15 June 2014

Once again I sit opposite another medical expert answering questions and when he reads through my stack of copied lab reports and medical records, I look out through the window behind him, it is such a beautiful morning. Ninety minutes of tests later he turns the monitor my way to show me the colourful diagram of where and how my left inner ear is permanently damaged, a pie chart of my poorly responding balance organs, graphs of erratic zig zagging lines depicting my impaired response to stimuli and - thankfully - my near perfect hearing.
All this is nothing new and I smile while he explains that in his opinion (and I have been told that he should know) this latest scenario is all autoimmune related.

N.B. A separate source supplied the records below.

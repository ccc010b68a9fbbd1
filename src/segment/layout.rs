//! Per-SSTable shared components: the primary-key ↔ `segment_row_id` map
//! and the dense token array used for token-range filtering (spec.md
//! §4.5, §6). Shared by every column index built for one SSTable.
//!
//! Grounded on `src/pk.rs`'s in-memory [`PrimaryKeyMap`] (sorted
//! `Vec<PrimaryKey>`, binary-search lookups) for the logical shape, and on
//! `src/sstable/mod.rs`'s "sorted keys + offset table" index-block layout
//! for the on-disk split between a blocks file (raw encoded keys) and an
//! offsets file (byte offsets into the blocks file).
//!
//! `PRIMARY_KEY_TRIE` stores the same sorted `(key, row_id)` pairs as a
//! flat array searched by binary search — the literal index's trie-vs-
//! flat-array resolution applies here too (spec.md only requires the
//! logical PK↔row_id operations, not a specific on-disk pointer
//! structure).

use std::ops::Range;

use super::builder::SegmentBuilder;
use super::{ComponentType, SegmentError};
use crate::pk::{PrimaryKey, PrimaryKeyMap, SegmentRowId};

fn write_primary_key(buf: &mut Vec<u8>, pk: &PrimaryKey) {
    buf.extend_from_slice(&pk.token.to_le_bytes());
    buf.extend_from_slice(&(pk.partition_key.len() as u32).to_le_bytes());
    buf.extend_from_slice(&pk.partition_key);
    buf.extend_from_slice(&(pk.clustering.len() as u32).to_le_bytes());
    buf.extend_from_slice(&pk.clustering);
}

fn read_primary_key(buf: &[u8], offset: &mut usize) -> Result<PrimaryKey, SegmentError> {
    let token = read_i64(buf, offset)?;
    let partition_key = read_bytes(buf, offset)?;
    let clustering = read_bytes(buf, offset)?;
    Ok(PrimaryKey::new(token, partition_key, clustering))
}

fn read_i64(buf: &[u8], offset: &mut usize) -> Result<i64, SegmentError> {
    let slice = buf
        .get(*offset..*offset + 8)
        .ok_or_else(|| SegmentError::Encoding(crate::encoding::EncodingError::Custom("truncated i64".into())))?;
    *offset += 8;
    Ok(i64::from_le_bytes(slice.try_into().unwrap_or([0; 8])))
}

fn read_u32(buf: &[u8], offset: &mut usize) -> Result<u32, SegmentError> {
    let slice = buf
        .get(*offset..*offset + 4)
        .ok_or_else(|| SegmentError::Encoding(crate::encoding::EncodingError::Custom("truncated u32".into())))?;
    *offset += 4;
    Ok(u32::from_le_bytes(slice.try_into().unwrap_or([0; 4])))
}

fn read_bytes(buf: &[u8], offset: &mut usize) -> Result<Vec<u8>, SegmentError> {
    let len = read_u32(buf, offset)? as usize;
    let slice = buf.get(*offset..*offset + len).ok_or_else(|| {
        SegmentError::Encoding(crate::encoding::EncodingError::Custom("truncated byte field".into()))
    })?;
    *offset += len;
    Ok(slice.to_vec())
}

/// Serializes `map`'s primary-key ↔ row-id relationship and token array
/// into this SSTable's shared components, then writes the group
/// completion marker.
pub fn write_primary_key_layout(map: &PrimaryKeyMap, builder: &mut SegmentBuilder) -> Result<(), SegmentError> {
    let mut blocks = Vec::new();
    let mut offsets = Vec::with_capacity(4 * (map.len() + 1));
    let mut tokens = Vec::with_capacity(8 * map.len());
    let mut pk_lengths = Vec::with_capacity(4 * map.len());

    for row in 0..map.len() {
        let pk = map
            .primary_key(row as SegmentRowId)
            .map_err(|e| SegmentError::Encoding(crate::encoding::EncodingError::Custom(e.to_string())))?;
        offsets.extend_from_slice(&(blocks.len() as u32).to_le_bytes());
        write_primary_key(&mut blocks, pk);
        tokens.extend_from_slice(&pk.token.to_le_bytes());
        pk_lengths.extend_from_slice(&(pk.partition_key.len() as u32).to_le_bytes());
    }
    offsets.extend_from_slice(&(blocks.len() as u32).to_le_bytes());

    let mut trie = Vec::new();
    trie.extend_from_slice(&(map.len() as u32).to_le_bytes());
    for row in 0..map.len() {
        let pk = map
            .primary_key(row as SegmentRowId)
            .map_err(|e| SegmentError::Encoding(crate::encoding::EncodingError::Custom(e.to_string())))?;
        write_primary_key(&mut trie, pk);
        trie.extend_from_slice(&(row as u32).to_le_bytes());
    }

    builder.write_component(None, ComponentType::PrimaryKeyBlocks, &blocks)?;
    builder.write_component(None, ComponentType::PrimaryKeyBlockOffsets, &offsets)?;
    builder.write_component(None, ComponentType::PrimaryKeyTrie, &trie)?;
    builder.write_component(None, ComponentType::TokenValues, &tokens)?;
    builder.write_component(None, ComponentType::OffsetsValues, &pk_lengths)?;
    builder.write_marker(None, ComponentType::GroupCompletionMarker)?;
    Ok(())
}

/// Deletes every shared per-SSTable component under `directory` — used
/// when no column's build succeeded, so the group never earns a
/// completion marker (spec.md §4.5: "per-SSTable token/offset files are
/// deleted too if no column succeeded"). Mirrors
/// [`super::builder::purge_column`]'s per-column counterpart.
pub fn purge_group(directory: &std::path::Path, sstable_name: &str, version: u16) -> Result<(), SegmentError> {
    const SHARED: &[ComponentType] = &[
        ComponentType::PrimaryKeyTrie,
        ComponentType::PrimaryKeyBlocks,
        ComponentType::PrimaryKeyBlockOffsets,
        ComponentType::TokenValues,
        ComponentType::OffsetsValues,
        ComponentType::GroupCompletionMarker,
    ];
    for &component in SHARED {
        let path = super::component_path(directory, sstable_name, version, 0, None, component);
        if path.exists() {
            std::fs::remove_file(&path).map_err(|source| SegmentError::Io { path, source })?;
        }
    }
    Ok(())
}

/// A parsed, read-only view over one SSTable's shared primary-key
/// components.
pub struct PrimaryKeyLayoutReader {
    blocks: Vec<u8>,
    block_offsets: Vec<u32>,
    trie: Vec<(PrimaryKey, SegmentRowId)>,
    tokens: Vec<i64>,
}

impl PrimaryKeyLayoutReader {
    /// Parses already footer-validated component bodies (callers run them
    /// through [`super::read_and_validate_footer`] first).
    pub fn open(blocks_body: &[u8], offsets_body: &[u8], trie_body: &[u8], tokens_body: &[u8]) -> Result<Self, SegmentError> {
        let mut offset = 0;
        let mut block_offsets = Vec::new();
        while offset + 4 <= offsets_body.len() {
            block_offsets.push(read_u32(offsets_body, &mut offset)?);
        }

        let mut trie_offset = 0;
        let trie_count = read_u32(trie_body, &mut trie_offset)? as usize;
        let mut trie = Vec::with_capacity(trie_count);
        for _ in 0..trie_count {
            let pk = read_primary_key(trie_body, &mut trie_offset)?;
            let row = read_u32(trie_body, &mut trie_offset)?;
            trie.push((pk, row));
        }

        let mut token_offset = 0;
        let mut tokens = Vec::new();
        while token_offset + 8 <= tokens_body.len() {
            tokens.push(read_i64(tokens_body, &mut token_offset)?);
        }

        Ok(Self {
            blocks: blocks_body.to_vec(),
            block_offsets,
            trie,
            tokens,
        })
    }

    /// Number of rows in this SSTable's index.
    pub fn len(&self) -> usize {
        self.tokens.len()
    }

    /// Whether this SSTable's index has no rows.
    pub fn is_empty(&self) -> bool {
        self.tokens.is_empty()
    }

    /// Resolves `row_id` to its full primary key via the blocks + offsets
    /// pair.
    pub fn primary_key(&self, row_id: SegmentRowId) -> Result<PrimaryKey, SegmentError> {
        let idx = row_id as usize;
        let start = *self.block_offsets.get(idx).ok_or_else(|| {
            SegmentError::Encoding(crate::encoding::EncodingError::Custom("row id out of bounds".into()))
        })? as usize;
        let mut cursor = start;
        read_primary_key(&self.blocks, &mut cursor)
    }

    /// Resolves a primary key to its row id via the flat sorted trie
    /// array.
    pub fn row_id(&self, pk: &PrimaryKey) -> Option<SegmentRowId> {
        self.trie
            .binary_search_by(|(candidate, _)| candidate.cmp(pk))
            .ok()
            .map(|idx| self.trie[idx].1)
    }

    /// Returns the row-id range `[lo, hi)` whose tokens fall within
    /// `[start, end)`, via binary search over the dense token array —
    /// the fast path spec.md §4.5 calls "token-range filtering" without
    /// decoding any primary key.
    pub fn row_ids_in_token_range(&self, start: i64, end: i64) -> Range<usize> {
        let lo = self.tokens.partition_point(|&t| t < start);
        let hi = self.tokens.partition_point(|&t| t < end);
        lo..hi
    }
}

Old hat, I want to tell him but instead listen politely to his lecture about micro vessels and autoantibody attacks.

And because the day is so beautiful I take a detour on the way home, crossing the river by  ferry. There is just enough time to step out of the car and take in the view of the lush forests on the hills and the castles in the sunlight. The Italian tourists from the car behind me ask for names and directions and I recommend a place for lunch downriver. Look at me, I am just another healthy woman enjoying the day. And, oh, what a day to be alive.

As I drive off the ferry and up to the traffic lights, the first niggling doubts start somewhere in the back of my head or maybe in the pit of my stomach. It is always hard to tell. What does he mean, in his opinion? Isn't this a bit vague? Was he evasive? I desperately want hard facts, something I can carry like a badge, feel like a hard stone in my pocket. Somewhere to stab my finger, place my palm. This here, this part of my body, this is where my white blood cells are being attacked. Let me circle it with permanent ink. See this spot here, this is where it is all going wrong. 

But it's complicated and of course I know that, I have been tangled up in these thoughts too often and by the time I get home my breathing has calmed down and once again, I look and act just like the next best healthy woman over 55.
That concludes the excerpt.